*What to do:* Beginning at the top of the data below, write out every line exactly until you reach the line with "use crate::error::Result;", and include that line.

[Dataset excerpts]
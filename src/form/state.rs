use std::cell::RefCell;
use std::rc::Rc;
use std::time::Instant;

use indexmap::IndexMap;
use serde::Serialize;
use serde_json::{Map, Value};

use super::field::{Field, FieldCore, FieldSnapshot};
use super::options::FormularOptions;
use super::values::ValuePurpose;
use crate::domain::{FieldDescriptor, FormDescriptor};
use crate::error::Result;
use crate::events::{EventTag, Payload, create_event};
use crate::notify::{Notifier, ObservableSubject, Subscriber, SubscriberList};
use crate::tracking::Tracker;

/// Tags after which a field may have changed a form-level flag.
const LINKED_TAGS: [EventTag; 6] = [
    EventTag::OnChange,
    EventTag::OnValidate,
    EventTag::OnClear,
    EventTag::OnSelect,
    EventTag::OnFocus,
    EventTag::OnBlur,
];

#[derive(Debug, Clone, Copy, PartialEq, Eq, Serialize)]
#[serde(rename_all = "camelCase")]
pub struct FormFlags {
    pub is_valid: bool,
    pub is_dirty: bool,
    pub is_busy: bool,
    pub submitted: bool,
}

impl Default for FormFlags {
    fn default() -> Self {
        Self {
            is_valid: true,
            is_dirty: false,
            is_busy: false,
            submitted: false,
        }
    }
}

/// Ids of fields that reported a change since the form last looked.
#[derive(Debug, Default)]
struct ChangeSignal {
    sources: RefCell<Vec<String>>,
}

impl ChangeSignal {
    fn raise(&self, field_id: &str) {
        let mut sources = self.sources.borrow_mut();
        if !sources.iter().any(|id| id == field_id) {
            sources.push(field_id.to_string());
        }
    }

    fn take(&self) -> Vec<String> {
        std::mem::take(&mut *self.sources.borrow_mut())
    }

    fn is_raised(&self) -> bool {
        !self.sources.borrow().is_empty()
    }
}

#[derive(Debug, Clone, PartialEq)]
pub enum SubmitOutcome {
    Valid(Map<String, Value>),
    Invalid {
        /// Failing rule results across all fields.
        issues: usize,
        fields: Vec<String>,
    },
}

impl SubmitOutcome {
    pub fn is_valid(&self) -> bool {
        matches!(self, SubmitOutcome::Valid(_))
    }
}

/// Serializable view of a whole form.
#[derive(Debug, Clone, PartialEq, Serialize)]
#[serde(rename_all = "camelCase")]
pub struct FormSnapshot {
    pub id: String,
    pub flags: FormFlags,
    pub data: Map<String, Value>,
    pub fields: Vec<FieldSnapshot>,
}

/// An ordered set of fields with derived form-level flags.
#[derive(Debug)]
pub struct Formular {
    id: String,
    fields: IndexMap<String, Field>,
    trigger_mode: Vec<EventTag>,
    options: FormularOptions,
    /// Flags as of the last observer notification.
    published: FormFlags,
    changes: Rc<ChangeSignal>,
    observers: ObservableSubject,
    tracker: Tracker,
    source: String,
}

impl Formular {
    pub fn new(id: impl Into<String>, options: FormularOptions) -> Self {
        let id = id.into();
        let source = format!("formular.form.{id}");
        Self {
            observers: ObservableSubject::new(
                source.clone(),
                Rc::clone(&options.clock),
                options.tracker.clone(),
            ),
            trigger_mode: options.trigger_mode.clone(),
            tracker: options.tracker.clone(),
            id,
            fields: IndexMap::new(),
            options,
            published: FormFlags::default(),
            changes: Rc::new(ChangeSignal::default()),
            source,
        }
    }

    /// Builds a form and its fields from a document. The descriptor's options
    /// are laid over `options`.
    pub fn from_descriptor(descriptor: FormDescriptor, options: FormularOptions) -> Result<Self> {
        let options = options.apply_descriptor(&descriptor.options);
        let mut form = Self::new(descriptor.id, options);
        let fields = descriptor
            .fields
            .into_iter()
            .map(|field| form.create_field(field))
            .collect::<Result<Vec<_>>>()?;
        form.add_fields(fields);
        Ok(form)
    }

    /// A field configured with this form's options, not yet added.
    pub fn create_field(&self, descriptor: FieldDescriptor) -> Result<Field> {
        Field::new(descriptor, &self.options)
    }

    pub fn id(&self) -> &str {
        &self.id
    }

    pub fn options(&self) -> &FormularOptions {
        &self.options
    }

    /// Adds fields whose id is not present yet. Returns how many were added.
    pub fn add_fields(&mut self, fields: impl IntoIterator<Item = Field>) -> usize {
        let mut added = 0;
        for mut field in fields {
            if self.fields.contains_key(field.id()) {
                self.tracker.internal_info(
                    &self.source,
                    format!("field `{}` already belongs to the form", field.id()),
                );
                continue;
            }
            field.set_trigger_mode(self.trigger_mode.clone());
            field.set_validate_after_first_submit(self.options.validate_after_first_submit);
            if self.published.submitted {
                field.mark_submitted();
            }
            self.link_field(&mut field);
            self.fields.insert(field.id().to_string(), field);
            added += 1;
        }
        if added > 0 {
            self.check_changes();
        }
        added
    }

    pub fn remove_field(&mut self, id: &str) -> Option<Field> {
        let mut field = self.fields.shift_remove(id)?;
        field.remove_notifier(&self.link_id());
        self.check_changes();
        Some(field)
    }

    pub fn len(&self) -> usize {
        self.fields.len()
    }

    pub fn is_empty(&self) -> bool {
        self.fields.is_empty()
    }

    pub fn fields(&self) -> impl Iterator<Item = &Field> {
        self.fields.values()
    }

    pub fn field_by_id(&self, id: &str) -> Option<&Field> {
        self.fields.get(id)
    }

    pub fn field_by_id_mut(&mut self, id: &str) -> Option<&mut Field> {
        self.fields.get_mut(id)
    }

    pub fn field(&self, name: &str) -> Option<&Field> {
        self.fields.values().find(|field| field.name() == name)
    }

    pub fn field_mut(&mut self, name: &str) -> Option<&mut Field> {
        self.fields.values_mut().find(|field| field.name() == name)
    }

    /// Runs `update` on the named field and refreshes the form flags.
    pub fn update_field<R>(&mut self, name: &str, update: impl FnOnce(&mut Field) -> R) -> Option<R> {
        let result = update(self.field_mut(name)?);
        self.check_changes();
        Some(result)
    }

    pub fn trigger_mode(&self) -> &[EventTag] {
        &self.trigger_mode
    }

    /// Applies `tags` to every field and re-links each one to the form.
    pub fn set_validation_trigger_mode(&mut self, tags: impl Into<Vec<EventTag>>) {
        self.trigger_mode = tags.into();
        self.options.trigger_mode = self.trigger_mode.clone();
        let link_id = self.link_id();
        let mut fields = std::mem::take(&mut self.fields);
        for field in fields.values_mut() {
            field.set_trigger_mode(self.trigger_mode.clone());
            field.remove_notifier(&link_id);
            self.link_field(field);
        }
        self.fields = fields;
    }

    /// Validates every field and returns the aggregate validity.
    pub fn validate(&mut self) -> bool {
        for field in self.fields.values_mut() {
            field.validate();
        }
        self.check_changes();
        self.is_valid()
    }

    /// Marks the form submitted, delivers pending work, then validates.
    pub fn submit(&mut self) -> SubmitOutcome {
        self.published.submitted = true;
        for field in self.fields.values_mut() {
            field.mark_submitted();
            field.flush_pending_notifications();
        }
        if self.validate() {
            self.tracker.internal_info(&self.source, "form submitted");
            return SubmitOutcome::Valid(self.get_data());
        }
        let mut issues = 0;
        let mut fields = Vec::new();
        for field in self.fields.values().filter(|field| !field.is_valid()) {
            issues += field
                .state()
                .validation_results()
                .iter()
                .filter(|result| result.is_failure())
                .count();
            fields.push(field.name().to_string());
        }
        self.tracker.internal_warning(
            &self.source,
            format!("submit rejected: {issues} issue(s) in {}", fields.join(", ")),
        );
        SubmitOutcome::Invalid { issues, fields }
    }

    /// Submission values keyed by field name.
    pub fn get_data(&self) -> Map<String, Value> {
        self.fields
            .values()
            .map(|field| {
                let value = field
                    .get_value(ValuePurpose::Submission)
                    .map(|value| value.to_json())
                    .unwrap_or(Value::Null);
                (field.name().to_string(), value)
            })
            .collect()
    }

    /// Compares the live flags with those observers last saw and triggers the
    /// observers when one differs.
    pub fn check_changes(&mut self) -> bool {
        self.changes.take();
        let next = self.flags();
        if next == self.published {
            return false;
        }
        self.published = next;
        self.observers.trigger();
        true
    }

    /// Runs due work on every field, then folds field changes into the form flags.
    pub fn tick(&mut self) -> usize {
        let delivered: usize = self.fields.values_mut().map(Field::tick).sum();
        self.observers.poll();
        if self.changes.is_raised() || delivered > 0 {
            self.check_changes();
        }
        delivered
    }

    pub fn flush_pending_notifications(&mut self) -> usize {
        let delivered: usize = self
            .fields
            .values_mut()
            .map(Field::flush_pending_notifications)
            .sum();
        self.check_changes();
        delivered
    }

    pub fn next_deadline(&self) -> Option<Instant> {
        self.fields
            .values()
            .filter_map(Field::next_deadline)
            .chain(self.observers.next_deadline())
            .min()
    }

    /// Form flags derived from the fields as they are now.
    pub fn flags(&self) -> FormFlags {
        FormFlags {
            is_valid: self.is_valid(),
            is_dirty: self.is_dirty(),
            is_busy: self.is_busy(),
            submitted: self.published.submitted,
        }
    }

    pub fn is_valid(&self) -> bool {
        self.fields.values().all(Field::is_valid)
    }

    pub fn is_dirty(&self) -> bool {
        self.fields.values().any(Field::is_dirty)
    }

    pub fn is_busy(&self) -> bool {
        self.fields.values().any(Field::is_busy)
    }

    pub fn is_submitted(&self) -> bool {
        self.published.submitted
    }

    pub fn subscribe(&mut self, subscriber: &Subscriber, use_weak: bool) {
        self.observers.subscribe(subscriber, use_weak);
    }

    pub fn un_subscribe(&mut self, subscriber: &Subscriber, for_weak: bool) -> bool {
        self.observers.un_subscribe(subscriber, for_weak)
    }

    pub fn dispose(&mut self) {
        for field in self.fields.values_mut() {
            field.dispose();
        }
        self.observers.un_subscribe_all(SubscriberList::All);
        self.observers.cancel_pending();
    }

    pub fn snapshot(&self) -> FormSnapshot {
        FormSnapshot {
            id: self.id.clone(),
            flags: self.flags(),
            data: self.get_data(),
            fields: self.fields.values().map(Field::snapshot).collect(),
        }
    }

    fn link_id(&self) -> String {
        format!("formular:{}:check-changes", self.id)
    }

    fn link_field(&self, field: &mut Field) {
        let mut tags: Vec<EventTag> = LINKED_TAGS.to_vec();
        tags.extend(self.trigger_mode.iter().copied());
        let event = create_event(field.name(), self.source.clone(), &tags, "check-changes");
        let signal = Rc::clone(&self.changes);
        field.accept(Notifier::new(
            self.link_id(),
            event,
            move |core: &mut FieldCore, _: &Payload| {
                signal.raise(core.state().id());
                Ok(())
            },
        ));
    }
}
// File: src/interpreter/effects/clipboard.rs
//
// Clipboard access through arboard. Initialization is lazy and allowed to
// fail: on headless systems the script-visible behavior degrades to
// "no text available" / "write failed" rather than an error.

pub struct Clipboard {
    inner: Option<arboard::Clipboard>,
    initialized: bool,
}

impl Default for Clipboard {
    fn default() -> Self {
        Self::new()
    }
}

impl Clipboard {
    pub fn new() -> Self {
        Clipboard { inner: None, initialized: false }
    }

    fn backend(&mut self) -> Option<&mut arboard::Clipboard> {
        if !self.initialized {
            self.initialized = true;
            self.inner = arboard::Clipboard::new().ok();
        }
        self.inner.as_mut()
    }

    /// Whether the platform clipboard currently holds text.
    pub fn is_text(&mut self) -> bool {
        match self.backend() {
            Some(clipboard) => clipboard.get_text().is_ok(),
            None => false,
        }
    }

    /// Read the clipboard as text; empty string when unavailable.
    pub fn read(&mut self) -> String {
        match self.backend() {
            Some(clipboard) => clipboard.get_text().unwrap_or_default(),
            None => String::new(),
        }
    }

    /// Replace the clipboard contents. Returns whether the write succeeded.
    pub fn write(&mut self, text: &str) -> bool {
        match self.backend() {
            Some(clipboard) => clipboard.set_text(text.to_string()).is_ok(),
            None => false,
        }
    }
}
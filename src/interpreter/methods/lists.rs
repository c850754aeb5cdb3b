// File: src/interpreter/methods/lists.rs
//
// List methods. Lists are immutable through this surface: `push` hands
// back a new list and leaves the receiver untouched.

use crate::errors::Error;
use crate::interpreter::value::Value;

type MethodResult = Result<Value, Box<Error>>;

/// Claim and run a list-only method; the shared trio is routed by the
/// dispatcher.
pub fn handle(method: &str, args: &[Value]) -> Option<MethodResult> {
    let result = match method {
        "get" => get(args),
        "push" => push(args),
        "slice" => slice(args),
        _ => return None,
    };
    Some(result)
}

fn expect_arity(method: &str, args: &[Value], with_receiver: usize) -> Result<(), Box<Error>> {
    if args.len() != with_receiver {
        return Err(Error::arity(format!(
            "{}() expects {} argument{}",
            method,
            with_receiver - 1,
            if with_receiver == 2 { "" } else { "s" }
        )));
    }
    Ok(())
}

fn receiver<'a>(method: &str, args: &'a [Value]) -> Result<&'a [Value], Box<Error>> {
    match args.first() {
        Some(Value::List(items)) => Ok(items),
        _ => Err(Error::type_error(format!("{}() can only be called on list type", method))),
    }
}

fn int_arg(method: &str, args: &[Value], idx: usize) -> Result<i64, Box<Error>> {
    match args.get(idx) {
        Some(Value::Int(n)) => Ok(*n),
        _ => Err(Error::type_error(format!("{}() expects an integer argument", method))),
    }
}

pub fn length(args: &[Value]) -> MethodResult {
    expect_arity("length", args, 1)?;
    let items = receiver("length", args)?;
    Ok(Value::Int(items.len() as i64))
}

fn get(args: &[Value]) -> MethodResult {
    expect_arity("get", args, 2)?;
    let items = receiver("get", args)?;
    let mut index = int_arg("get", args, 1)?;

    if index < 0 {
        index += items.len() as i64;
    }
    if index < 0 || index >= items.len() as i64 {
        return Err(Error::runtime("list index out of range"));
    }
    Ok(items[index as usize].clone())
}

fn push(args: &[Value]) -> MethodResult {
    expect_arity("push", args, 2)?;
    let items = receiver("push", args)?;

    let mut out = items.to_vec();
    out.push(args[1].clone());
    Ok(Value::List(out))
}

fn slice(args: &[Value]) -> MethodResult {
    expect_arity("slice", args, 3)?;
    let items = receiver("slice", args)?;
    let len = items.len() as i64;

    let mut start = int_arg("slice", args, 1)?;
    let mut end = int_arg("slice", args, 2)?;
    if start < 0 {
        start += len;
    }
    if end < 0 {
        end += len;
    }
    let start = start.clamp(0, len) as usize;
    let end = end.clamp(0, len) as usize;

    let out = if start < end { items[start..end].to_vec() } else { Vec::new() };
    Ok(Value::List(out))
}

pub fn contains(args: &[Value]) -> MethodResult {
    expect_arity("contains", args, 2)?;
    let items = receiver("contains", args)?;
    Ok(Value::Bool(items.iter().any(|item| item.loosely_equals(&args[1]))))
}

pub fn index_of(args: &[Value]) -> MethodResult {
    expect_arity("indexOf", args, 2)?;
    let items = receiver("indexOf", args)?;
    let index = items
        .iter()
        .position(|item| item.loosely_equals(&args[1]))
        .map(|i| i as i64)
        .unwrap_or(-1);
    Ok(Value::Int(index))
}
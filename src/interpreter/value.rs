// File: src/interpreter/value.rs
//
// Runtime values for the CopyClean interpreter, plus the universal
// operations the evaluator builds on: truthiness, display formatting,
// language-level equality and the declared-type match predicate.

use std::fmt;

use crate::ast::Type;

/// A regex value keeps the literal source between the slashes and the
/// trailing flag letters; compilation happens when a method needs it.
#[derive(Debug, Clone, PartialEq)]
pub struct RegexValue {
    pub pattern: String,
    pub flags: String,
}

/// One regex hit: half-open byte offsets into the matched-against string
/// and the matched substring.
#[derive(Debug, Clone, PartialEq)]
pub struct MatchValue {
    pub start: usize,
    pub end: usize,
    pub content: String,
}

/// Runtime values. A closed tagged union; lists own their elements.
#[derive(Debug, Clone, PartialEq)]
pub enum Value {
    Int(i64),
    Float(f64),
    Bool(bool),
    Str(String),
    List(Vec<Value>),
    Regex(RegexValue),
    Match(MatchValue),
    Null,
}

/// Tolerance for comparing an int against a float with `==`.
const NUMERIC_EQ_EPSILON: f64 = 1e-9;

impl Value {
    /// The value's type as named in the language, for error messages.
    pub fn type_name(&self) -> &'static str {
        match self {
            Value::Int(_) => "int",
            Value::Float(_) => "float",
            Value::Bool(_) => "boolean",
            Value::Str(_) => "string",
            Value::List(_) => "list",
            Value::Regex(_) => "regex",
            Value::Match(_) => "match",
            Value::Null => "null",
        }
    }

    /// Numeric view of the value, if it has one.
    pub fn as_f64(&self) -> Option<f64> {
        match self {
            Value::Int(n) => Some(*n as f64),
            Value::Float(n) => Some(*n),
            _ => None,
        }
    }

    pub fn is_truthy(&self) -> bool {
        match self {
            Value::Bool(b) => *b,
            Value::Int(n) => *n != 0,
            Value::Float(n) => *n != 0.0,
            Value::Str(s) => !s.is_empty(),
            Value::List(items) => !items.is_empty(),
            Value::Regex(re) => !re.pattern.is_empty(),
            Value::Match(_) => true,
            Value::Null => false,
        }
    }

    /// Language-level `==`. Structural, with one exception: an int and a
    /// float compare numerically within a small absolute tolerance.
    pub fn loosely_equals(&self, other: &Value) -> bool {
        match (self, other) {
            (Value::Int(a), Value::Int(b)) => a == b,
            (Value::Float(a), Value::Float(b)) => a == b,
            (Value::Int(a), Value::Float(b)) | (Value::Float(b), Value::Int(a)) => {
                (*a as f64 - b).abs() < NUMERIC_EQ_EPSILON
            }
            (Value::Bool(a), Value::Bool(b)) => a == b,
            (Value::Str(a), Value::Str(b)) => a == b,
            (Value::List(a), Value::List(b)) => {
                a.len() == b.len() && a.iter().zip(b).all(|(x, y)| x.loosely_equals(y))
            }
            (Value::Regex(a), Value::Regex(b)) => a.pattern == b.pattern && a.flags == b.flags,
            (Value::Match(a), Value::Match(b)) => {
                a.start == b.start && a.end == b.end && a.content == b.content
            }
            (Value::Null, Value::Null) => true,
            _ => false,
        }
    }

    /// Whether the value satisfies a declared type. Ints and floats satisfy
    /// each other; `list<T>` checks every element recursively.
    pub fn matches_type(&self, ty: &Type) -> bool {
        match (self, ty) {
            (Value::Int(_), Type::Int) | (Value::Int(_), Type::Float) => true,
            (Value::Float(_), Type::Float) | (Value::Float(_), Type::Int) => true,
            (Value::Bool(_), Type::Bool) => true,
            (Value::Str(_), Type::String) => true,
            (Value::Regex(_), Type::Regex) => true,
            (Value::Match(_), Type::Match) => true,
            (Value::Null, Type::Null) => true,
            (Value::List(items), Type::List(elem)) => {
                items.iter().all(|item| item.matches_type(elem))
            }
            _ => false,
        }
    }
}

impl fmt::Display for Value {
    fn fmt(&self, f: &mut fmt::Formatter<'_>) -> fmt::Result {
        match self {
            Value::Int(n) => write!(f, "{}", n),
            Value::Float(n) => write!(f, "{}", n),
            Value::Bool(b) => write!(f, "{}", if *b { "true" } else { "false" }),
            Value::Str(s) => write!(f, "{}", s),
            Value::List(items) => {
                write!(f, "[")?;
                for (i, item) in items.iter().enumerate() {
                    if i > 0 {
                        write!(f, ", ")?;
                    }
                    write!(f, "{}", item)?;
                }
                write!(f, "]")
            }
            Value::Regex(re) => write!(f, "/{}/{}", re.pattern, re.flags),
            Value::Match(m) => write!(f, "{}", m.content),
            Value::Null => write!(f, "null"),
        }
    }
}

*Answer for the task:*
filename src/form/state.rs
use std::cell::RefCell;
use std::rc::Rc;
use std::time::Instant;

use indexmap::IndexMap;
use serde::Serialize;
use serde_json::{Map, Value};

use super::field::{Field, FieldCore, FieldSnapshot};
use super::options::FormularOptions;
use super::values::ValuePurpose;
use crate::domain::{FieldDescriptor, FormDescriptor};
use crate::error::Result;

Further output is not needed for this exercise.